● WHAT NEEDS TO BE DONE
Examine each line of the data. Copy those that contain the string "center".

----------------

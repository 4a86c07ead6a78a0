//! Interactive circle-and-line session.
//!
//! The host feeds pointer events in device pixels; the session converts them
//! through its [`Viewport`], keeps the drawing state and asks the pure
//! geometry functions for everything else. A session goes
//! `Idle -> DrawingCircle -> CirclePlaced -> DrawingLine -> ShowingResult`
//! and only [`Session::reset`] starts over.

use crate::errors::GeomError;
use crate::geometry::defaults::{CIRCLE_SEGMENTS, MARKER_POINT_SIZE};
use crate::geometry::{
    Circle, IntersectionResult, Segment, circle_outline, intersect, make_circle, marker_half_size,
    points_to_box_vertices,
};
use crate::log::{debug, warn};
use crate::overlay::{Overlay, circle_summary, intersection_summary, segment_summary};
use crate::types::Point;
use crate::viewport::Viewport;

/// Tunables for what the session hands to the drawing layer
#[derive(Debug, Clone, Copy, PartialEq)]
pub struct SessionConfig {
    /// Edge of an intersection marker, in device pixels
    pub marker_point_size: f64,
    /// Line-loop resolution for circle outlines
    pub outline_segments: usize,
}

impl Default for SessionConfig {
    fn default() -> Self {
        Self {
            marker_point_size: MARKER_POINT_SIZE,
            outline_segments: CIRCLE_SEGMENTS,
        }
    }
}

/// Where the session is. Points are in drawing space.
#[derive(Debug, Clone, PartialEq)]
pub enum Phase {
    Idle,
    /// Button held after the first press; `edge` follows the pointer
    DrawingCircle { center: Point, edge: Option<Point> },
    /// Circle committed, waiting for the line
    CirclePlaced { circle: Circle },
    /// Button held for the line; `end` follows the pointer
    DrawingLine {
        circle: Circle,
        start: Point,
        end: Option<Point>,
    },
    ShowingResult {
        circle: Circle,
        segment: Segment,
        result: IntersectionResult,
    },
}

/// What a pointer release committed
#[derive(Debug, Clone, PartialEq)]
pub enum Commit {
    /// Nothing to commit (no drag recorded, or not drawing)
    Nothing,
    Circle(Circle),
    Intersection(IntersectionResult),
}

/// Rubber-band shape while a drag is in progress
#[derive(Debug, Clone, Copy, PartialEq)]
pub enum Preview {
    Circle(Circle),
    Segment { start: Point, end: Point },
}

impl Preview {
    /// Vertices to draw: a closed outline for circles, two points for segments
    pub fn vertices(&self, outline_segments: usize) -> Vec<Point> {
        match self {
            Preview::Circle(circle) => circle_outline(circle, outline_segments),
            Preview::Segment { start, end } => vec![*start, *end],
        }
    }
}

#[derive(Debug, Clone)]
pub struct Session {
    viewport: Viewport,
    config: SessionConfig,
    phase: Phase,
}

impl Session {
    pub fn new(viewport: Viewport) -> Self {
        Self::with_config(viewport, SessionConfig::default())
    }

    pub fn with_config(viewport: Viewport, config: SessionConfig) -> Self {
        Session {
            viewport,
            config,
            phase: Phase::Idle,
        }
    }

    pub fn phase(&self) -> &Phase {
        &self.phase
    }

    pub fn viewport(&self) -> Viewport {
        self.viewport
    }

    pub fn config(&self) -> &SessionConfig {
        &self.config
    }

    /// New device size. Committed shapes stay in drawing space.
    pub fn set_viewport(&mut self, viewport: Viewport) {
        debug!(width = viewport.width(), height = viewport.height(), "viewport changed");
        self.viewport = viewport;
    }

    /// True while a button press is being dragged
    pub fn is_drawing(&self) -> bool {
        matches!(
            self.phase,
            Phase::DrawingCircle { .. } | Phase::DrawingLine { .. }
        )
    }

    /// Start a drag. Ignored while drawing or once the result is shown.
    pub fn pointer_down(&mut self, device: Point) {
        let at = self.viewport.to_drawing(device);
        match &self.phase {
            Phase::Idle => {
                debug!(x = at.x, y = at.y, "circle drag started");
                self.phase = Phase::DrawingCircle {
                    center: at,
                    edge: None,
                };
            }
            Phase::CirclePlaced { circle } => {
                debug!(x = at.x, y = at.y, "line drag started");
                self.phase = Phase::DrawingLine {
                    circle: *circle,
                    start: at,
                    end: None,
                };
            }
            _ => {}
        }
    }

    /// Track the pointer. Returns whether the preview changed.
    pub fn pointer_move(&mut self, device: Point) -> bool {
        let at = self.viewport.to_drawing(device);
        match &mut self.phase {
            Phase::DrawingCircle { edge, .. } => {
                *edge = Some(at);
                true
            }
            Phase::DrawingLine { end, .. } => {
                *end = Some(at);
                true
            }
            _ => false,
        }
    }

    /// Finish a drag.
    ///
    /// A release before any movement is ignored and the drag continues. A
    /// line whose ends coincide is rejected with
    /// [`GeomError::DegenerateSegment`] and the session goes back to
    /// [`Phase::CirclePlaced`] so the line can be drawn again.
    pub fn pointer_up(&mut self) -> Result<Commit, GeomError> {
        match self.phase {
            Phase::DrawingCircle {
                center,
                edge: Some(edge),
            } => {
                let circle = make_circle(center, edge);
                if circle.is_degenerate() {
                    warn!("committed a zero-radius circle");
                }
                debug!(radius = circle.radius(), "circle committed");
                self.phase = Phase::CirclePlaced { circle };
                Ok(Commit::Circle(circle))
            }
            Phase::DrawingLine {
                circle,
                start,
                end: Some(end),
            } => match Segment::new(start, end) {
                Ok(segment) => {
                    let result = intersect(&circle, &segment);
                    debug!(kind = %result.kind(), points = result.len(), "line committed");
                    self.phase = Phase::ShowingResult {
                        circle,
                        segment,
                        result: result.clone(),
                    };
                    Ok(Commit::Intersection(result))
                }
                Err(err) => {
                    self.phase = Phase::CirclePlaced { circle };
                    Err(err)
                }
            },
            _ => Ok(Commit::Nothing),
        }
    }

    /// Drop everything and go back to idle
    pub fn reset(&mut self) {
        debug!("session reset");
        self.phase = Phase::Idle;
    }

    pub fn circle(&self) -> Option<&Circle> {
        match &self.phase {
            Phase::CirclePlaced { circle }
            | Phase::DrawingLine { circle, .. }
            | Phase::ShowingResult { circle, .. } => Some(circle),
            Phase::Idle | Phase::DrawingCircle { .. } => None,
        }
    }

    pub fn segment(&self) -> Option<&Segment> {
        match &self.phase {
            Phase::ShowingResult { segment, .. } => Some(segment),
            _ => None,
        }
    }

    pub fn result(&self) -> Option<&IntersectionResult> {
        match &self.phase {
            Phase::ShowingResult { result, .. } => Some(result),
            _ => None,
        }
    }

    /// The shape being dragged, once the pointer has moved
    pub fn preview(&self) -> Option<Preview> {
        match self.phase {
            Phase::DrawingCircle {
                center,
                edge: Some(edge),
            } => Some(Preview::Circle(make_circle(center, edge))),
            Phase::DrawingLine {
                start,
                end: Some(end),
                ..
            } => Some(Preview::Segment { start, end }),
            _ => None,
        }
    }

    /// Outline of the committed circle
    pub fn circle_vertices(&self) -> Option<Vec<Point>> {
        self.circle()
            .map(|c| circle_outline(c, self.config.outline_segments))
    }

    /// Fan-ordered marker boxes, four vertices per intersection point
    pub fn markers(&self) -> Vec<Point> {
        match self.result() {
            Some(result) => {
                let half = marker_half_size(self.config.marker_point_size, self.viewport.width());
                points_to_box_vertices(result.points(), half)
            }
            None => Vec::new(),
        }
    }

    /// Summary lines for whatever has been committed so far
    pub fn overlay(&self) -> Overlay {
        let mut lines = Vec::new();
        if let Some(circle) = self.circle() {
            lines.push(circle_summary(circle));
        }
        if let Some(segment) = self.segment() {
            lines.push(segment_summary(segment));
        }
        if let Some(result) = self.result() {
            lines.push(intersection_summary(result));
        }
        Overlay { lines }
    }
}
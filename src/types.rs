//! Value primitives shared by the geometry and the session.

use std::fmt;
use std::ops::{Add, Sub};

use glam::DVec2;

/// Error type for invalid numeric values
#[derive(Debug, Clone, Copy, PartialEq)]
pub enum NumericError {
    /// Value is NaN
    NaN,
    /// Value is infinite
    Infinite,
    /// Value is zero when non-zero required
    Zero,
    /// Value is negative when positive required
    Negative,
}

impl fmt::Display for NumericError {
    fn fmt(&self, f: &mut fmt::Formatter<'_>) -> fmt::Result {
        match self {
            NumericError::NaN => write!(f, "value is NaN"),
            NumericError::Infinite => write!(f, "value is infinite"),
            NumericError::Zero => write!(f, "value is zero"),
            NumericError::Negative => write!(f, "value is negative"),
        }
    }
}

impl std::error::Error for NumericError {}

/// Reject NaN and infinities.
#[inline]
pub fn check_finite(val: f64) -> Result<f64, NumericError> {
    if val.is_nan() {
        Err(NumericError::NaN)
    } else if val.is_infinite() {
        Err(NumericError::Infinite)
    } else {
        Ok(val)
    }
}

/// Reject NaN, infinities and negative values. Zero passes.
#[inline]
pub fn check_non_negative(val: f64) -> Result<f64, NumericError> {
    let val = check_finite(val)?;
    if val < 0.0 { Err(NumericError::Negative) } else { Ok(val) }
}

/// Reject NaN, infinities, zero and negative values.
#[inline]
pub fn check_positive(val: f64) -> Result<f64, NumericError> {
    let val = check_non_negative(val)?;
    if val == 0.0 { Err(NumericError::Zero) } else { Ok(val) }
}

/// A 2D point.
///
/// The coordinate space (device pixels or normalized drawing space) is a
/// matter of convention between caller and callee; the geometry does not care.
#[derive(Clone, Copy, Debug, PartialEq, Default)]
pub struct Point {
    pub x: f64,
    pub y: f64,
}

impl Point {
    pub const ORIGIN: Point = Point { x: 0.0, y: 0.0 };

    #[inline]
    pub const fn new(x: f64, y: f64) -> Self {
        Point { x, y }
    }

    #[inline]
    pub fn to_dvec2(self) -> DVec2 {
        DVec2::new(self.x, self.y)
    }

    /// Euclidean distance to another point
    #[inline]
    pub fn distance(self, other: Point) -> f64 {
        self.to_dvec2().distance(other.to_dvec2())
    }

    #[inline]
    pub fn is_finite(self) -> bool {
        self.x.is_finite() && self.y.is_finite()
    }
}

impl From<DVec2> for Point {
    fn from(v: DVec2) -> Self {
        Point { x: v.x, y: v.y }
    }
}

impl From<Point> for DVec2 {
    fn from(p: Point) -> Self {
        p.to_dvec2()
    }
}

impl From<(f64, f64)> for Point {
    fn from((x, y): (f64, f64)) -> Self {
        Point { x, y }
    }
}

/// Translate a point by a vector
impl Add<DVec2> for Point {
    type Output = Point;
    fn add(self, rhs: DVec2) -> Point {
        Point::new(self.x + rhs.x, self.y + rhs.y)
    }
}

/// Subtract two points to get a displacement
impl Sub<Point> for Point {
    type Output = DVec2;
    fn sub(self, rhs: Point) -> DVec2 {
        DVec2::new(self.x - rhs.x, self.y - rhs.y)
    }
}

impl fmt::Display for Point {
    fn fmt(&self, f: &mut fmt::Formatter<'_>) -> fmt::Result {
        write!(f, "({}, {})", self.x, self.y)
    }
}

/// Axis-aligned bounding box
#[derive(Clone, Copy, Debug, PartialEq)]
pub struct BBox {
    pub min: Point,
    pub max: Point,
}

impl Default for BBox {
    fn default() -> Self {
        Self::new()
    }
}

impl BBox {
    /// Create an empty bounding box (will expand on first point)
    pub fn new() -> Self {
        BBox {
            min: Point::new(f64::MAX, f64::MAX),
            max: Point::new(f64::MIN, f64::MIN),
        }
    }

    /// Smallest box holding both points
    pub fn from_corners(a: Point, b: Point) -> Self {
        let mut bb = BBox::new();
        bb.expand_point(a);
        bb.expand_point(b);
        bb
    }

    /// Check if the bbox is empty (never expanded)
    pub fn is_empty(&self) -> bool {
        self.min.x > self.max.x || self.min.y > self.max.y
    }

    /// Expand to include a point
    pub fn expand_point(&mut self, p: Point) {
        self.min.x = self.min.x.min(p.x);
        self.min.y = self.min.y.min(p.y);
        self.max.x = self.max.x.max(p.x);
        self.max.y = self.max.y.max(p.y);
    }

    /// Closed containment test, grown by `tolerance` on every side.
    pub fn contains(&self, p: Point, tolerance: f64) -> bool {
        p.x >= self.min.x - tolerance
            && p.x <= self.max.x + tolerance
            && p.y >= self.min.y - tolerance
            && p.y <= self.max.y + tolerance
    }

    /// Nearest point inside the box
    pub fn clamp(&self, p: Point) -> Point {
        Point::new(
            p.x.clamp(self.min.x, self.max.x),
            p.y.clamp(self.min.y, self.max.y),
        )
    }

    pub fn width(&self) -> f64 {
        self.max.x - self.min.x
    }

    pub fn height(&self) -> f64 {
        self.max.y - self.min.y
    }

    pub fn center(&self) -> Point {
        Point::new(
            (self.min.x + self.max.x) / 2.0,
            (self.min.y + self.max.y) / 2.0,
        )
    }
}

----------------

● TASK OUTPUT
    DrawingCircle { center: Point, edge: Option<Point> },
                    center: at,
                center,
                let circle = make_circle(center, edge);
                center,
            } => Some(Preview::Circle(make_circle(center, edge))),
    pub fn center(&self) -> Point {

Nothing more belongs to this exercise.